More about tanking

This National Basketball Association (NBA) campaign should sharpen the competitive spirit. Instead, it has put more emphasis on the score, not the kind that produces better basketball. The league now finds itself facing a truth rarely acknowledged in blunt terms: Losing, in some corners, has become the strategy. It is not the result of rebuilding, not the result of an injury, but a conscious application.
Late last week, the NBA signaled that enough is finally enough. Commissioner Adam Silver informed the general managers that new anti-tank rules are coming next season. To give teeth to its worst effort yet to disrupt the prize’s failed incentive, the league is considering major changes to the draft sweepstakes: less standing, limiting repeated top picks, adding odds to multi-year performance, and even increasing lottery eligibility. The message is clear; a system designed to help struggling teams to recover has encouraged them to effectively lose.
The silver was unusually transparent. He believes the behavior is worse now than it has been in recent memory, and the league wants “new thinking” to fix incentives that have gone astray. His reaction alone would have been significant, but what turned the conversation from procedural to moral was the intervention of one of the NBA’s newest power brokers. Sun owner Matt Ishbia didn’t just criticize the tanking; he rejected it outright. He called it “loser morale,” the deliberate corruption of competition.
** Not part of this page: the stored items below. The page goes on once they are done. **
//! File-per-entity store of dependency-linked work items.
//!
//! Layout: `<base_dir>/<task_list_id>/<id>.json`. Ids are allocated from a
//! counter recovered at startup by scanning for the highest existing id, so no
//! separate counter file is needed.
//!
//! Edge maintenance touches several files one at a time. There is no
//! cross-file transaction: a crash or a concurrent writer between two writes
//! can leave a one-sided `blocks`/`blockedBy` edge, and the last writer to a
//! given file wins.

use std::path::{Path, PathBuf};
use std::sync::atomic::{AtomicBool, Ordering};
use std::sync::{Arc, Mutex, MutexGuard, PoisonError};

use tracing::{debug, info};

use super::active_form::derive_active_form;
use super::types::{NewWorkItem, WorkItem, WorkItemPatch, WorkItemStats, WorkItemStatus};
use super::watch::{DirectoryWatch, WatchCallback};
use crate::config::TrackerConfig;
use crate::error::{WorkItemError, WorkItemResult};
use crate::notification::{NoopSink, NotificationSink, WorkItemAck};

pub(crate) const TASK_FILE_SUFFIX: &str = ".json";

/// Map a task-list identifier to a safe directory name.
pub fn sanitize_list_id(list_id: &str) -> String {
    list_id
        .chars()
        .map(|c| {
            if c.is_ascii_alphanumeric() || c == '-' || c == '_' {
                c
            } else {
                '-'
            }
        })
        .collect()
}

/// Parse a task file name (`"12.json"`) into its numeric id.
fn file_id(path: &Path) -> Option<u64> {
    path.file_name()?
        .to_str()?
        .strip_suffix(TASK_FILE_SUFFIX)?
        .parse()
        .ok()
}

/// Ids are positive decimal integers; anything else cannot name a task file.
fn is_valid_id(id: &str) -> bool {
    !id.is_empty() && id.bytes().all(|b| b.is_ascii_digit())
}

/// Read every parsable task file in `dir`, sorted by numeric id.
///
/// A missing directory yields an empty list. Unreadable or malformed files
/// are skipped.
pub(crate) async fn read_all(dir: &Path) -> WorkItemResult<Vec<WorkItem>> {
    let mut entries = match tokio::fs::read_dir(dir).await {
        Ok(entries) => entries,
        Err(e) if e.kind() == std::io::ErrorKind::NotFound => return Ok(Vec::new()),
        Err(e) => return Err(WorkItemError::io(dir, e)),
    };

    let mut items = Vec::new();
    while let Some(entry) = entries
        .next_entry()
        .await
        .map_err(|e| WorkItemError::io(dir, e))?
    {
        let path = entry.path();
        if file_id(&path).is_none() {
            continue;
        }
        let parsed = match tokio::fs::read_to_string(&path).await {
            Ok(text) => serde_json::from_str::<WorkItem>(&text).ok(),
            Err(_) => None,
        };
        match parsed {
            Some(item) => items.push(item),
            None => debug!(path = %path.display(), "Skipping unreadable task file"),
        }
    }

    items.sort_by_key(WorkItem::numeric_id);
    Ok(items)
}

async fn scan_max_id(dir: &Path) -> WorkItemResult<u64> {
    let mut entries = tokio::fs::read_dir(dir)
        .await
        .map_err(|e| WorkItemError::io(dir, e))?;
    let mut max = 0;
    while let Some(entry) = entries
        .next_entry()
        .await
        .map_err(|e| WorkItemError::io(dir, e))?
    {
        if let Some(id) = file_id(&entry.path()) {
            max = max.max(id);
        }
    }
    Ok(max)
}

fn push_unique(list: &mut Vec<String>, id: &str) -> bool {
    if list.iter().any(|existing| existing == id) {
        false
    } else {
        list.push(id.to_string());
        true
    }
}

fn remove_id(list: &mut Vec<String>, id: &str) -> bool {
    let before = list.len();
    list.retain(|existing| existing != id);
    before != list.len()
}

/// Persistent work-item store bound to one task list.
pub struct WorkItemStore {
    list_id: String,
    dir: PathBuf,
    next_id: Mutex<u64>,
    initialized: AtomicBool,
    sink: Arc<dyn NotificationSink>,
    watch: Mutex<Option<DirectoryWatch>>,
}

impl WorkItemStore {
    /// Create a store for `list_id` under `base_dir`. Nothing touches disk
    /// until [`init`](Self::init) or the first operation.
    pub fn new(base_dir: impl AsRef<Path>, list_id: impl Into<String>) -> Self {
        let list_id = list_id.into();
        let dir = base_dir.as_ref().join(sanitize_list_id(&list_id));
        Self {
            list_id,
            dir,
            next_id: Mutex::new(1),
            initialized: AtomicBool::new(false),
            sink: Arc::new(NoopSink),
            watch: Mutex::new(None),
        }
    }

    /// Forward CRUD acknowledgements to `sink`.
    pub fn with_sink(mut self, sink: Arc<dyn NotificationSink>) -> Self {
        self.sink = sink;
        self
    }

    /// Create and initialize a store.
    pub async fn open(base_dir: impl AsRef<Path>, list_id: impl Into<String>) -> WorkItemResult<Self> {
        let store = Self::new(base_dir, list_id);
        store.init().await?;
        Ok(store)
    }

    /// Open the configured default task list.
    pub async fn open_default(config: &TrackerConfig) -> WorkItemResult<Self> {
        Self::open(&config.task_lists_dir, config.default_task_list.clone()).await
    }

    pub fn list_id(&self) -> &str {
        &self.list_id
    }

    pub fn dir(&self) -> &Path {
        &self.dir
    }

    fn counter(&self) -> MutexGuard<'_, u64> {
        self.next_id.lock().unwrap_or_else(PoisonError::into_inner)
    }

    /// Ensure the directory exists and recover the id counter. Idempotent;
    /// the counter never moves backwards.
    pub async fn init(&self) -> WorkItemResult<()> {
        tokio::fs::create_dir_all(&self.dir)
            .await
            .map_err(|e| WorkItemError::io(&self.dir, e))?;
        let max = scan_max_id(&self.dir).await?;

        let next = {
            let mut next = self.counter();
            *next = (*next).max(max + 1);
            *next
        };
        self.initialized.store(true, Ordering::SeqCst);
        debug!(list = %self.list_id, next_id = next, "Task list initialized");
        Ok(())
    }

    async fn ensure_init(&self) -> WorkItemResult<()> {
        if self.initialized.load(Ordering::SeqCst) {
            return Ok(());
        }
        self.init().await
    }

    fn task_path(&self, id: &str) -> PathBuf {
        self.dir.join(format!("{id}{TASK_FILE_SUFFIX}"))
    }

    async fn read_item(&self, id: &str) -> WorkItemResult<Option<WorkItem>> {
        if !is_valid_id(id) {
            return Ok(None);
        }
        let path = self.task_path(id);
        let text = match tokio::fs::read_to_string(&path).await {
            Ok(text) => text,
            Err(e) if e.kind() == std::io::ErrorKind::NotFound => return Ok(None),
            Err(e) => return Err(WorkItemError::io(path, e)),
        };
        serde_json::from_str(&text)
            .map(Some)
            .map_err(|source| WorkItemError::Json { path, source })
    }

    async fn write_item(&self, item: &WorkItem) -> WorkItemResult<()> {
        let path = self.task_path(&item.id);
        let json = serde_json::to_string_pretty(item).map_err(|source| WorkItemError::Json {
            path: path.clone(),
            source,
        })?;

        // Write-then-rename so a reader never sees a torn file.
        let tmp = path.with_extension("json.tmp");
        tokio::fs::write(&tmp, json)
            .await
            .map_err(|e| WorkItemError::io(&tmp, e))?;
        if let Err(e) = tokio::fs::rename(&tmp, &path).await {
            let _ = tokio::fs::remove_file(&tmp).await;
            return Err(WorkItemError::io(path, e));
        }
        debug!(list = %self.list_id, id = %item.id, "Task written");
        Ok(())
    }

    /// Read, modify and rewrite another task as part of edge maintenance.
    /// A missing task is skipped; nothing is written if `edit` reports no change.
    async fn edit_neighbor(
        &self,
        id: &str,
        edit: impl FnOnce(&mut WorkItem) -> bool,
    ) -> WorkItemResult<()> {
        match self.read_item(id).await? {
            Some(mut item) => {
                if edit(&mut item) {
                    self.write_item(&item).await?;
                }
            }
            None => debug!(list = %self.list_id, id, "Edge target missing, skipped"),
        }
        Ok(())
    }

    fn acknowledge(&self, message: String, item: &WorkItem) {
        self.sink.work_item(WorkItemAck {
            message,
            item: item.clone(),
        });
    }

    /// Create a pending work item with the next id.
    pub async fn create(&self, input: NewWorkItem) -> WorkItemResult<WorkItem> {
        self.ensure_init().await?;

        let id = {
            let mut next = self.counter();
            let id = *next;
            *next += 1;
            id
        };

        let active_form = input
            .active_form
            .unwrap_or_else(|| derive_active_form(&input.subject));
        let item = WorkItem {
            id: id.to_string(),
            subject: input.subject,
            description: input.description,
            active_form,
            status: WorkItemStatus::Pending,
            owner: input.owner,
            blocks: Vec::new(),
            blocked_by: Vec::new(),
            metadata: input.metadata,
        };
        self.write_item(&item).await?;

        info!(list = %self.list_id, id = %item.id, "Task created");
        self.acknowledge(
            format!("Task #{} created successfully: {}", item.id, item.subject),
            &item,
        );
        Ok(item)
    }

    /// Fetch a task; `None` if it does not exist.
    pub async fn get(&self, id: &str) -> WorkItemResult<Option<WorkItem>> {
        self.read_item(id).await
    }

    /// Every parsable task in the list, ascending by id.
    pub async fn list(&self) -> WorkItemResult<Vec<WorkItem>> {
        read_all(&self.dir).await
    }

    /// Apply `patch` to task `id`.
    ///
    /// New edges are mirrored into the referenced tasks' files. Completing a
    /// task removes it from the `blocked_by` list of everything it blocks.
    /// Status values are accepted in any order.
    pub async fn update(&self, id: &str, patch: WorkItemPatch) -> WorkItemResult<WorkItem> {
        let mut item = self
            .read_item(id)
            .await?
            .ok_or_else(|| WorkItemError::NotFound(id.to_string()))?;

        if let Some(subject) = patch.subject {
            item.subject = subject;
        }
        if let Some(description) = patch.description {
            item.description = description;
        }
        if let Some(active_form) = patch.active_form {
            item.active_form = active_form;
        }
        if let Some(owner) = patch.owner {
            item.owner = Some(owner);
        }
        if let Some(status) = patch.status {
            item.status = status;
        }

        let blocks: Vec<String> = patch.add_blocks.into_iter().filter(|b| b != id).collect();
        let blocked_by: Vec<String> = patch
            .add_blocked_by
            .into_iter()
            .filter(|b| b != id)
            .collect();
        for b in &blocks {
            push_unique(&mut item.blocks, b);
        }
        for b in &blocked_by {
            push_unique(&mut item.blocked_by, b);
        }

        if let Some(changes) = patch.metadata {
            let metadata = item.metadata.get_or_insert_with(Default::default);
            for (key, value) in changes {
                if value.is_null() {
                    metadata.remove(&key);
                } else {
                    metadata.insert(key, value);
                }
            }
        }

        self.write_item(&item).await?;

        for target in &blocks {
            self.edit_neighbor(target, |other| push_unique(&mut other.blocked_by, id))
                .await?;
        }
        for blocker in &blocked_by {
            self.edit_neighbor(blocker, |other| push_unique(&mut other.blocks, id))
                .await?;
        }
        if patch.status == Some(WorkItemStatus::Completed) {
            for target in &item.blocks {
                self.edit_neighbor(target, |other| remove_id(&mut other.blocked_by, id))
                    .await?;
            }
        }

        debug!(list = %self.list_id, id, "Task updated");
        self.acknowledge(format!("Task #{id} updated successfully"), &item);
        Ok(item)
    }

    /// Delete task `id`, repairing the edges of its neighbours.
    /// Returns `false` if the task did not exist.
    pub async fn delete(&self, id: &str) -> WorkItemResult<bool> {
        let Some(item) = self.read_item(id).await? else {
            return Ok(false);
        };

        for blocker in &item.blocked_by {
            self.edit_neighbor(blocker, |other| remove_id(&mut other.blocks, id))
                .await?;
        }
        for target in &item.blocks {
            self.edit_neighbor(target, |other| remove_id(&mut other.blocked_by, id))
                .await?;
        }

        let path = self.task_path(id);
        match tokio::fs::remove_file(&path).await {
            Ok(()) => {}
            Err(e) if e.kind() == std::io::ErrorKind::NotFound => {}
            Err(e) => return Err(WorkItemError::io(path, e)),
        }

        info!(list = %self.list_id, id, "Task deleted");
        self.acknowledge(format!("Task #{id} deleted successfully"), &item);
        Ok(true)
    }

    pub async fn get_stats(&self) -> WorkItemResult<WorkItemStats> {
        let items = self.list().await?;
        Ok(WorkItemStats::tally(&items))
    }

    /// Re-list the task list and deliver it to `callback` whenever a task
    /// file in the directory changes, including changes made by other
    /// processes. Replaces any previous subscription.
    pub async fn watch<F>(&self, callback: F) -> WorkItemResult<()>
    where
        F: Fn(Vec<WorkItem>) + Send + Sync + 'static,
    {
        self.ensure_init().await?;
        let callback: WatchCallback = Arc::new(callback);
        let watch = DirectoryWatch::spawn(self.dir.clone(), callback)?;
        *self.watch.lock().unwrap_or_else(PoisonError::into_inner) = Some(watch);
        Ok(())
    }

    pub fn is_watching(&self) -> bool {
        self.watch
            .lock()
            .unwrap_or_else(PoisonError::into_inner)
            .is_some()
    }

    /// Tear down the watch subscription, if any.
    pub fn close(&self) {
        let watch = self
            .watch
            .lock()
            .unwrap_or_else(PoisonError::into_inner)
            .take();
        if watch.is_some() {
            debug!(list = %self.list_id, "Task list watch closed");
        }
    }
}

#[cfg(test)]
mod tests {
    use super::*;

    #[test]
    fn sanitizes_list_ids() {
        assert_eq!(sanitize_list_id("team/alpha beta"), "team-alpha-beta");
        assert_eq!(sanitize_list_id("ok_id-1"), "ok_id-1");
        assert_eq!(sanitize_list_id("../etc"), "---etc");
    }

    #[test]
    fn parses_task_file_names() {
        assert_eq!(file_id(Path::new("/x/12.json")), Some(12));
        assert_eq!(file_id(Path::new("/x/12.json.tmp")), None);
        assert_eq!(file_id(Path::new("/x/notes.json")), None);
    }

    #[test]
    fn rejects_path_like_ids() {
        assert!(is_valid_id("42"));
        assert!(!is_valid_id("../1"));
        assert!(!is_valid_id(""));
    }
}
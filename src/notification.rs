//! Outbound notifications for an external UI/protocol collaborator.
//!
//! The wire encoding belongs to whoever implements [`NotificationSink`]; this
//! crate only builds the payloads. Components that are constructed without a
//! sink use [`NoopSink`].

use serde::Serialize;

use crate::orchestration::types::{SubagentStatus, TrackedSubagent};
use crate::tasks::types::WorkItem;

/// Lifecycle notification for a tracked subagent.
#[derive(Clone, Debug, Serialize)]
#[serde(rename_all = "camelCase")]
pub struct SubagentNotification {
    pub id: String,
    pub event_type: String,
    pub subagent_type: String,
    pub description: String,
    pub status: SubagentStatus,
    pub parent_session_id: String,
    #[serde(skip_serializing_if = "Option::is_none")]
    pub parent_tool_use_id: Option<String>,
    #[serde(skip_serializing_if = "Option::is_none")]
    pub model: Option<String>,
    #[serde(skip_serializing_if = "Option::is_none")]
    pub agent_id: Option<String>,
    #[serde(skip_serializing_if = "Option::is_none")]
    pub duration_ms: Option<i64>,
    #[serde(skip_serializing_if = "Option::is_none")]
    pub output_file: Option<String>,
    #[serde(skip_serializing_if = "Option::is_none")]
    pub summary: Option<String>,
    /// Raw payload of an out-of-band task completion, when that is what
    /// triggered the notification.
    #[serde(skip_serializing_if = "Option::is_none")]
    pub task_notification: Option<serde_json::Value>,
}

impl SubagentNotification {
    pub fn from_subagent(subagent: &TrackedSubagent, event_type: &str) -> Self {
        let duration_ms = match (subagent.started_at, subagent.completed_at) {
            (Some(start), Some(end)) => Some(end - start),
            _ => None,
        };
        Self {
            id: subagent.id.clone(),
            event_type: event_type.to_string(),
            subagent_type: subagent.subagent_type.clone(),
            description: subagent.description.clone(),
            status: subagent.status,
            parent_session_id: subagent.parent_session_id.clone(),
            parent_tool_use_id: subagent.parent_tool_use_id.clone(),
            model: subagent.model.clone(),
            agent_id: subagent.agent_id.clone(),
            duration_ms,
            output_file: subagent.output_file.clone(),
            summary: subagent.summary.clone(),
            task_notification: None,
        }
    }
}

/// Acknowledgement of a work-item create/update/delete.
#[derive(Clone, Debug, Serialize)]
pub struct WorkItemAck {
    /// Free-text confirmation, e.g. `Task #3 created successfully: Run tests`.
    pub message: String,
    pub item: WorkItem,
}

/// Receiver for outbound notifications.
pub trait NotificationSink: Send + Sync {
    fn subagent(&self, notification: SubagentNotification);

    fn work_item(&self, ack: WorkItemAck);
}

/// Sink used when no real receiver is attached.
#[derive(Clone, Copy, Debug, Default)]
pub struct NoopSink;

impl NotificationSink for NoopSink {
    fn subagent(&self, _notification: SubagentNotification) {}

    fn work_item(&self, _ack: WorkItemAck) {}
}
#[test]
fn test_panicking_finish_hook_is_isolated() {
    let reg = SubagentRegistry::new();
    let runs = Arc::new(AtomicUsize::new(0));
    reg.track_subagent("t1", "s1", &input("explore"), None);
    reg.on_finish("t1", Box::new(|_: &TrackedSubagent| panic!("hook exploded")));
    let r = runs.clone();
    reg.on_finish(
        "t1",
        Box::new(move |s: &TrackedSubagent| {
            assert_eq!(s.status, SubagentStatus::Completed);
            r.fetch_add(1, Ordering::SeqCst);
        }),
    );

    reg.start_subagent("t1");
    reg.complete_subagent("t1", Some("done".into()), None);

    assert_eq!(runs.load(Ordering::SeqCst), 1);
    assert_eq!(reg.get_subagent("t1").unwrap().status, SubagentStatus::Completed);
}

// ============================================================
// Cleanup
// ============================================================

#[test]
fn test_cleanup_never_removes_live_entries() {
    let reg = SubagentRegistry::new();
    reg.track_subagent("pending", "s1", &input("explore"), None);
    reg.track_subagent("running", "s1", &input("explore"), None);
    reg.track_subagent("done", "s1", &input("explore"), None);
    reg.start_subagent("running");
    reg.start_subagent("done");
    reg.complete_subagent("done", None, None);

    std::thread::sleep(Duration::from_millis(5));
    assert_eq!(reg.cleanup(Duration::ZERO), 1);
    assert!(reg.is_subagent("pending"));
    assert!(reg.is_subagent("running"));
    assert!(!reg.is_subagent("done"));
    assert!(reg.get_session_subagents("s1").iter().all(|t| t.id != "done"));
}

#[test]
fn test_cleanup_respects_max_age() {
    let reg = SubagentRegistry::new();
    reg.track_subagent("done", "s1", &input("explore"), None);
    reg.complete_subagent("done", None, None);
    assert_eq!(reg.cleanup(Duration::from_secs(3600)), 0);
    assert!(reg.is_subagent("done"));
}

// ============================================================
// Export / import
// ============================================================

#[test]
fn test_export_import_preserves_entries_and_indexes() {
    let reg = SubagentRegistry::new();
    reg.track_subagent("a", "s1", &input("explore"), None);
    reg.track_subagent("b", "s2", &input("plan"), None);
    reg.start_subagent("b");
    reg.complete_subagent("b", Some("ok".into()), Some("agent-b".into()));

    let snapshot = reg.export_state();
    assert_eq!(snapshot.version, SNAPSHOT_VERSION);
    assert_eq!(snapshot.tasks.len(), 2);

    let restored = SubagentRegistry::new();
    assert_eq!(restored.import_state(snapshot).unwrap(), 2);
    assert_eq!(restored.get_subagent("a"), reg.get_subagent("a"));
    assert_eq!(restored.get_subagent("b"), reg.get_subagent("b"));
    assert_eq!(restored.get_session_subagents("s2").len(), 1);
    assert_eq!(restored.find_by_agent_id("agent-b").unwrap().id, "b");
}

#[test]
fn test_import_replaces_existing_entries() {
    let reg = SubagentRegistry::new();
    reg.track_subagent("old", "s1", &input("explore"), None);

    let source = SubagentRegistry::new();
    source.track_subagent("new", "s9", &input("explore"), None);
    reg.import_state(source.export_state()).unwrap();

    assert!(!reg.is_subagent("old"));
    assert!(reg.is_subagent("new"));
    assert!(reg.get_session_subagents("s1").is_empty());
}

#[test]
fn test_import_rejects_version_mismatch() {
    let reg = SubagentRegistry::new();
    let result = reg.import_state(RegistrySnapshot {
        version: 99,
        tasks: vec![],
        last_updated: 0,
    });
    assert!(result.is_err());
    assert!(reg.is_empty());
}
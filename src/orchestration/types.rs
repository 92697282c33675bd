//! Type definitions for subagent tracking.
//!
//! These types form the shared vocabulary between the
//! [`super::registry::SubagentRegistry`], the persistence layer and the
//! notification payloads. Field names serialize in camelCase because the same
//! records are written verbatim into the persistence snapshot.

use serde::{Deserialize, Serialize};

/// Opaque identifier for a tracked subagent.
pub type SubagentId = String;

/// Milliseconds since the Unix epoch.
pub type EpochMs = i64;

pub(crate) fn now_ms() -> EpochMs {
    chrono::Utc::now().timestamp_millis()
}

/// Lifecycle status of a tracked subagent.
///
/// `Pending` and `Running` are live; the other four are terminal.
#[derive(Clone, Copy, Debug, PartialEq, Eq, Hash, Serialize, Deserialize)]
#[serde(rename_all = "lowercase")]
pub enum SubagentStatus {
    Pending,
    Running,
    Completed,
    Failed,
    Cancelled,
    Stopped,
}

impl SubagentStatus {
    pub fn is_terminal(self) -> bool {
        !matches!(self, Self::Pending | Self::Running)
    }

    /// Terminal states from which the subagent can be resumed via its agent id.
    pub fn is_resumable(self) -> bool {
        matches!(self, Self::Completed | Self::Failed | Self::Stopped)
    }

    pub fn as_str(self) -> &'static str {
        match self {
            Self::Pending => "pending",
            Self::Running => "running",
            Self::Completed => "completed",
            Self::Failed => "failed",
            Self::Cancelled => "cancelled",
            Self::Stopped => "stopped",
        }
    }
}

/// Spawn parameters supplied by the orchestrating agent.
#[derive(Clone, Debug, Default, Serialize, Deserialize)]
#[serde(rename_all = "camelCase")]
pub struct SubagentInput {
    pub subagent_type: String,
    pub description: String,
    pub prompt: String,
    #[serde(default)]
    pub model: Option<String>,
    #[serde(default)]
    pub run_in_background: bool,
    #[serde(default)]
    pub max_turns: Option<u32>,
    /// Agent id of an earlier run to resume.
    #[serde(default)]
    pub resume: Option<String>,
    #[serde(default)]
    pub name: Option<String>,
    #[serde(default)]
    pub team_name: Option<String>,
    #[serde(default)]
    pub mode: Option<String>,
}

/// A subagent execution tracked from creation to a terminal outcome.
#[derive(Clone, Debug, PartialEq, Serialize, Deserialize)]
#[serde(rename_all = "camelCase")]
pub struct TrackedSubagent {
    pub id: SubagentId,
    pub parent_session_id: String,
    #[serde(default, skip_serializing_if = "Option::is_none")]
    pub parent_tool_use_id: Option<String>,
    pub subagent_type: String,
    pub description: String,
    pub prompt: String,
    #[serde(default, skip_serializing_if = "Option::is_none")]
    pub model: Option<String>,
    pub status: SubagentStatus,
    pub created_at: EpochMs,
    #[serde(default, skip_serializing_if = "Option::is_none")]
    pub started_at: Option<EpochMs>,
    #[serde(default, skip_serializing_if = "Option::is_none")]
    pub completed_at: Option<EpochMs>,
    #[serde(default, skip_serializing_if = "Option::is_none")]
    pub result: Option<String>,
    #[serde(default, skip_serializing_if = "Option::is_none")]
    pub error: Option<String>,
    #[serde(default)]
    pub run_in_background: bool,
    #[serde(default, skip_serializing_if = "Option::is_none")]
    pub max_turns: Option<u32>,
    /// External resume handle reported on completion.
    #[serde(default, skip_serializing_if = "Option::is_none")]
    pub agent_id: Option<String>,
    #[serde(default, skip_serializing_if = "Option::is_none")]
    pub output_file: Option<String>,
    #[serde(default, skip_serializing_if = "Option::is_none")]
    pub summary: Option<String>,
    #[serde(default, skip_serializing_if = "Option::is_none")]
    pub agent_name: Option<String>,
    #[serde(default, skip_serializing_if = "Option::is_none")]
    pub team_name: Option<String>,
    #[serde(default, skip_serializing_if = "Option::is_none")]
    pub permission_mode: Option<String>,
    #[serde(default, skip_serializing_if = "std::ops::Not::not")]
    pub is_resumed: bool,
    #[serde(default, skip_serializing_if = "Option::is_none")]
    pub original_task_id: Option<SubagentId>,
}

impl TrackedSubagent {
    /// Build a fresh `Pending` entry from spawn input.
    pub fn pending(
        id: SubagentId,
        parent_session_id: String,
        input: &SubagentInput,
        parent_tool_use_id: Option<String>,
    ) -> Self {
        Self {
            id,
            parent_session_id,
            parent_tool_use_id,
            subagent_type: input.subagent_type.clone(),
            description: input.description.clone(),
            prompt: input.prompt.clone(),
            model: input.model.clone(),
            status: SubagentStatus::Pending,
            created_at: now_ms(),
            started_at: None,
            completed_at: None,
            result: None,
            error: None,
            run_in_background: input.run_in_background,
            max_turns: input.max_turns,
            agent_id: None,
            output_file: None,
            summary: None,
            agent_name: input.name.clone(),
            team_name: input.team_name.clone(),
            permission_mode: input.mode.clone(),
            is_resumed: input.resume.is_some(),
            original_task_id: None,
        }
    }

    /// Earliest timestamp a completion may carry without breaking ordering.
    pub(crate) fn completion_floor(&self) -> EpochMs {
        self.started_at.unwrap_or(self.created_at)
    }
}

/// Outcome reported by an out-of-band task notification.
#[derive(Clone, Copy, Debug, PartialEq, Eq, Serialize, Deserialize)]
#[serde(rename_all = "lowercase")]
pub enum TaskNotificationStatus {
    Completed,
    Failed,
    Stopped,
}

impl From<TaskNotificationStatus> for SubagentStatus {
    fn from(status: TaskNotificationStatus) -> Self {
        match status {
            TaskNotificationStatus::Completed => SubagentStatus::Completed,
            TaskNotificationStatus::Failed => SubagentStatus::Failed,
            TaskNotificationStatus::Stopped => SubagentStatus::Stopped,
        }
    }
}

/// Completion signal from the resource that ran a background subagent.
#[derive(Clone, Debug, Serialize, Deserialize)]
#[serde(rename_all = "camelCase")]
pub struct TaskNotification {
    pub task_id: SubagentId,
    pub status: TaskNotificationStatus,
    #[serde(default)]
    pub output_file: Option<String>,
    #[serde(default)]
    pub summary: Option<String>,
    #[serde(default)]
    pub result: Option<String>,
    #[serde(default)]
    pub error: Option<String>,
    #[serde(default)]
    pub agent_id: Option<String>,
    /// The raw message as received, forwarded in notifications untouched.
    #[serde(default)]
    pub raw: Option<serde_json::Value>,
}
More offensively, he said it was “worse than any betting scandal,” labeling intentional losing not as clever system management but as a direct attack on the integrity of the game itself.
The escalation of the rhetoric was not remarkable. Game manipulation is often discussed under gambling investigation, legal risk, and liability. However Ishbia asserted that the practice of clearly designed losses, in the form of deliberate shutdowns, planned absences, and operational management designed to fail, is highly destructive. It is clearly happening, under the banner of “long-term planning.”
Unfortunately, the dramatic transformation has problems. Even before the official acquisition, the proposed anti-tanker measures have received criticism. Some observers say the league is creating a number of things that could punish teams that are legitimately rebuilding or those that are set back by injuries or circumstances beyond their control. Some suggest that the NBA is simply responding to ideology, especially in the era of legalized sports betting, rather than addressing the structural motivations embedded in the framework itself.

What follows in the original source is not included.